В магазин ввалилась компания старшеклассников из их школы. Они хотели купить пиво, но продавец потребовал у них документы. Завязалась свара, но Макс ничего не слышал.
— Дэйна, прости. Я не хотел…
— Да заткнись ты, Макс. — Она вырвала эскимо из рук Лорелл, как только та достала его из холодильника, захлопнула дверцу и направилась к прилавку.
— Фунт сорок девять, — сказал ей продавец поверх голов подростков. Дэйна протянула две фунтовые монеты. Лорелл подпрыгивала рядом, не сводя глаз с эскимо.
— В чем дело, Дэйна? Что с тобой?
— Да она просто глупая сучка, вот что с ней. — Парни расхохотались.
Кулаки Макса сжались. Он не раз видел этих парней в школе. От них можно ожидать чего угодно. Он потрогал сумку, напоминая себе, что вооружен. Но не доставать же нож прямо здесь, в магазине, когда прямо на них смотрит зрачок камеры видеонаблюдения.

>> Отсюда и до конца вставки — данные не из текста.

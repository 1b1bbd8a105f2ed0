use chrono::{DateTime, Utc};
use serde::{Deserialize, Serialize};
use utoipa::ToSchema;
use uuid::Uuid;

use crate::category::RecommendationCategory;
use crate::insights::Priority;

#[derive(Debug, Clone, Copy, PartialEq, Eq, Serialize, Deserialize, ToSchema)]
#[serde(rename_all = "lowercase")]
pub enum NotificationType {
    Info,
    Warning,
    Alert,
    Recommendation,
    System,
}

impl NotificationType {
    pub fn as_str(self) -> &'static str {
        match self {
            NotificationType::Info => "info",
            NotificationType::Warning => "warning",
            NotificationType::Alert => "alert",
            NotificationType::Recommendation => "recommendation",
            NotificationType::System => "system",
        }
    }

    pub fn from_db_value(value: &str) -> Self {
        match value {
            "warning" => NotificationType::Warning,
            "alert" => NotificationType::Alert,
            "recommendation" => NotificationType::Recommendation,
            "system" => NotificationType::System,
            _ => NotificationType::Info,
        }
    }
}

/// A user-facing alert. Recommendation notifications carry a back-reference
/// to the recommendation that spawned them; they do not own it.
#[derive(Debug, Clone, Serialize, Deserialize, ToSchema)]
#[serde(rename_all = "camelCase")]
pub struct Notification {
    pub id: Uuid,
    pub user_ref: Uuid,
    pub message: String,
    #[serde(rename = "type")]
    pub notification_type: NotificationType,
    pub is_read: bool,
    #[serde(skip_serializing_if = "Option::is_none")]
    pub recommendation_ref: Option<Uuid>,
    pub created_at: DateTime<Utc>,
}

#[derive(Debug, Serialize, ToSchema)]
#[serde(rename_all = "camelCase")]
pub struct NotificationListResponse {
    pub notifications: Vec<Notification>,
    pub unread_count: i64,
}

/// Message for a recommendation notification, or `None` when the priority
/// does not warrant one.
pub fn recommendation_message(
    priority: Priority,
    category: RecommendationCategory,
    title: &str,
) -> Option<String> {
    if !priority.notifies() {
        return None;
    }
    Some(format!(
        "[{} PRIORITY] {}: {}",
        priority.as_str().to_uppercase(),
        category.label(),
        title.trim()
    ))
}
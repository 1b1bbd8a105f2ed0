use std::collections::HashMap;
use std::sync::{Arc, Mutex, PoisonError};

use tokio::sync::{Mutex as AsyncMutex, OwnedMutexGuard};
use uuid::Uuid;

type LockMap = HashMap<Uuid, Arc<AsyncMutex<()>>>;

/// Per-user mutual exclusion for insight generation.
///
/// Entries live only while a run holds or waits for them, so the map is
/// bounded by the number of users with an in-flight run. A waiter that is
/// cancelled (client disconnect) prunes the entry on its way out too.
#[derive(Clone, Default)]
pub struct UserLocks {
    inner: Arc<Mutex<LockMap>>,
}

/// Reference to a map entry held by a waiter or holder. The last one dropped
/// removes the entry.
struct LockEntry {
    user_id: Uuid,
    lock: Option<Arc<AsyncMutex<()>>>,
    locks: Arc<Mutex<LockMap>>,
}

impl Drop for LockEntry {
    fn drop(&mut self) {
        drop(self.lock.take());
        let mut map = self.locks.lock().unwrap_or_else(PoisonError::into_inner);
        // Only the map itself still references the mutex: nobody holds or waits.
        if map
            .get(&self.user_id)
            .is_some_and(|lock| Arc::strong_count(lock) == 1)
        {
            map.remove(&self.user_id);
        }
    }
}

pub struct UserLockGuard {
    // Field order matters: the mutex is released before the entry is pruned.
    _guard: OwnedMutexGuard<()>,
    _entry: LockEntry,
}

impl UserLocks {
    pub async fn acquire(&self, user_id: Uuid) -> UserLockGuard {
        let lock = {
            let mut map = self.inner.lock().unwrap_or_else(PoisonError::into_inner);
            map.entry(user_id).or_default().clone()
        };
        let entry = LockEntry {
            user_id,
            lock: Some(lock.clone()),
            locks: self.inner.clone(),
        };
        let guard = lock.lock_owned().await;
        UserLockGuard {
            _guard: guard,
            _entry: entry,
        }
    }

    #[cfg(test)]
    pub fn active(&self) -> usize {
        self.inner
            .lock()
            .unwrap_or_else(PoisonError::into_inner)
            .len()
    }
}

#[cfg(test)]
mod tests {
    use std::time::Duration;

    use super::*;

    #[tokio::test]
    async fn same_user_is_serialized() {
        let locks = UserLocks::default();
        let user = Uuid::now_v7();

        let first = locks.acquire(user).await;
        let blocked = tokio::time::timeout(Duration::from_millis(50), locks.acquire(user)).await;
        assert!(blocked.is_err(), "second acquire must wait for the first");

        drop(first);
        let second = tokio::time::timeout(Duration::from_millis(500), locks.acquire(user)).await;
        assert!(second.is_ok());
    }

    #[tokio::test]
    async fn different_users_do_not_block() {
        let locks = UserLocks::default();
        let _a = locks.acquire(Uuid::now_v7()).await;
        let b = tokio::time::timeout(Duration::from_millis(500), locks.acquire(Uuid::now_v7())).await;
        assert!(b.is_ok());
        assert_eq!(locks.active(), 2);
    }

    #[tokio::test]
    async fn entries_are_removed_when_released() {
        let locks = UserLocks::default();
        let user = Uuid::now_v7();
        {
            let _guard = locks.acquire(user).await;
            assert_eq!(locks.active(), 1);
        }
        assert_eq!(locks.active(), 0);
    }

    #[tokio::test]
    async fn cancelled_waiter_removes_the_entry() {
        let locks = UserLocks::default();
        let user = Uuid::now_v7();
        let holder = locks.acquire(user).await;

        let waiting = locks.clone();
        let waiter = tokio::spawn(async move {
            let _guard = waiting.acquire(user).await;
            std::future::pending::<()>().await;
        });
        tokio::time::sleep(Duration::from_millis(20)).await;

        // Release while the waiter is queued, then cancel it before it runs.
        drop(holder);
        waiter.abort();
        assert!(waiter.await.unwrap_err().is_cancelled());

        assert_eq!(locks.active(), 0);
    }
}
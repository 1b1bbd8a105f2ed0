use std::time::Duration;

use axum::http::HeaderName;
use url::Url;

const DEFAULT_MODEL_URL: &str = "https://api.openai.com/v1/chat/completions";
const DEFAULT_MODEL_NAME: &str = "gpt-4o-mini";
const DEFAULT_MODEL_TIMEOUT_SECS: u64 = 45;
const DEFAULT_MODEL_MAX_TOKENS: u32 = 2000;
const DEFAULT_IDENTITY_HEADER: &str = "x-subject-id";

#[derive(Debug, thiserror::Error, PartialEq, Eq)]
pub enum ConfigError {
    #[error("{0} must be set")]
    Missing(&'static str),
    #[error("{name} is invalid: {reason}")]
    Invalid { name: &'static str, reason: String },
}

#[derive(Debug, Clone)]
pub struct ModelConfig {
    pub endpoint: Url,
    pub api_key: String,
    pub model: String,
    pub max_tokens: u32,
    pub timeout: Duration,
}

#[derive(Debug, Clone)]
pub struct AppConfig {
    pub database_url: String,
    pub database_max_connections: u32,
    pub port: u16,
    pub cors_origins: Vec<String>,
    /// Header carrying the subject id verified by the upstream identity provider.
    pub identity_header: HeaderName,
    pub model: ModelConfig,
}

impl AppConfig {
    pub fn from_env() -> Result<Self, ConfigError> {
        Self::from_lookup(|key| std::env::var(key).ok())
    }

    fn from_lookup(lookup: impl Fn(&str) -> Option<String>) -> Result<Self, ConfigError> {
        let get = |key: &str| {
            lookup(key)
                .map(|value| value.trim().to_string())
                .filter(|value| !value.is_empty())
        };

        let database_url = get("DATABASE_URL").ok_or(ConfigError::Missing("DATABASE_URL"))?;
        let database_max_connections =
            parse_or("DATABASE_MAX_CONNECTIONS", get("DATABASE_MAX_CONNECTIONS"), 20u32)?;
        let port = parse_or("PORT", get("PORT"), 3000u16)?;

        let cors_origins = get("VITALS_CORS_ORIGINS")
            .unwrap_or_else(|| "http://localhost:3000".to_string())
            .split(',')
            .map(str::trim)
            .filter(|origin| !origin.is_empty())
            .map(ToString::to_string)
            .collect();

        let identity_header = get("VITALS_IDENTITY_HEADER")
            .unwrap_or_else(|| DEFAULT_IDENTITY_HEADER.to_string());
        let identity_header = HeaderName::try_from(identity_header.to_lowercase()).map_err(|e| {
            ConfigError::Invalid {
                name: "VITALS_IDENTITY_HEADER",
                reason: e.to_string(),
            }
        })?;

        let endpoint = get("INSIGHT_MODEL_URL").unwrap_or_else(|| DEFAULT_MODEL_URL.to_string());
        let endpoint = Url::parse(&endpoint).map_err(|e| ConfigError::Invalid {
            name: "INSIGHT_MODEL_URL",
            reason: e.to_string(),
        })?;
        if !matches!(endpoint.scheme(), "http" | "https") {
            return Err(ConfigError::Invalid {
                name: "INSIGHT_MODEL_URL",
                reason: format!("unsupported scheme '{}'", endpoint.scheme()),
            });
        }

        let api_key =
            get("INSIGHT_MODEL_API_KEY").ok_or(ConfigError::Missing("INSIGHT_MODEL_API_KEY"))?;
        let model = get("INSIGHT_MODEL_NAME").unwrap_or_else(|| DEFAULT_MODEL_NAME.to_string());
        let max_tokens = parse_or(
            "INSIGHT_MODEL_MAX_TOKENS",
            get("INSIGHT_MODEL_MAX_TOKENS"),
            DEFAULT_MODEL_MAX_TOKENS,
        )?;

        let timeout_secs = parse_or(
            "INSIGHT_MODEL_TIMEOUT_SECS",
            get("INSIGHT_MODEL_TIMEOUT_SECS"),
            DEFAULT_MODEL_TIMEOUT_SECS,
        )?;
        if !(1..=300).contains(&timeout_secs) {
            return Err(ConfigError::Invalid {
                name: "INSIGHT_MODEL_TIMEOUT_SECS",
                reason: "must be between 1 and 300".to_string(),
            });
        }

        Ok(Self {
            database_url,
            database_max_connections,
            port,
            cors_origins,
            identity_header,
            model: ModelConfig {
                endpoint,
                api_key,
                model,
                max_tokens,
                timeout: Duration::from_secs(timeout_secs),
            },
        })
    }
}

fn parse_or<T>(name: &'static str, raw: Option<String>, default: T) -> Result<T, ConfigError>
where
    T: std::str::FromStr,
    T::Err: std::fmt::Display,
{
    match raw {
        None => Ok(default),
        Some(raw) => raw.parse().map_err(|e: T::Err| ConfigError::Invalid {
            name,
            reason: e.to_string(),
        }),
    }
}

Парни, смирившись наконец с тем, что пиво им тут не обломится, вышли из магазина. По пути один из них толкнул Макса в спину.
На улице Лорелл разорвала упаковку от эскимо и бросила ее на тротуар рядом с дверью в магазин.
— Нет, Лорелл, — сказал Макс. — Подними бумажку и брось в урну.
Малышка послушно сделала, как он велел. Розовое эскимо торчало у нее изо рта. Макс взял Дэйну за плечи и развернул к себе.
— Мы целовались, — ровным голосом сказал он. — Теперь ты расстроена. Прости.
Глаза Дэйны наполнились слезами.
— Не извиняйся, — прошептала она. — Ты тут ни при чем.
— Тогда в чем дело?
Лорелл ухватила сестру за руку.
— Просто… Просто… — Дэйна посмотрела куда-то вверх и всхлипнула. — Я почувствовала что-то такое горячее в сердце, я не знала, как это вынести. И еще я разозлилась.
— Почему? — Макс едва осмеливался дышать.
— Потому что… понимаешь, таких, как мы с тобой, никто не любит.
— Таких, как мы с тобой?
Дэйна отвернулась и негромко сказала.
— Знаешь, со мной всю жизнь плохо обращались. Я уже перестала это замечать. Стала неуязвимой к насмешкам и издевательствам. Как будто на мне броня. Но только…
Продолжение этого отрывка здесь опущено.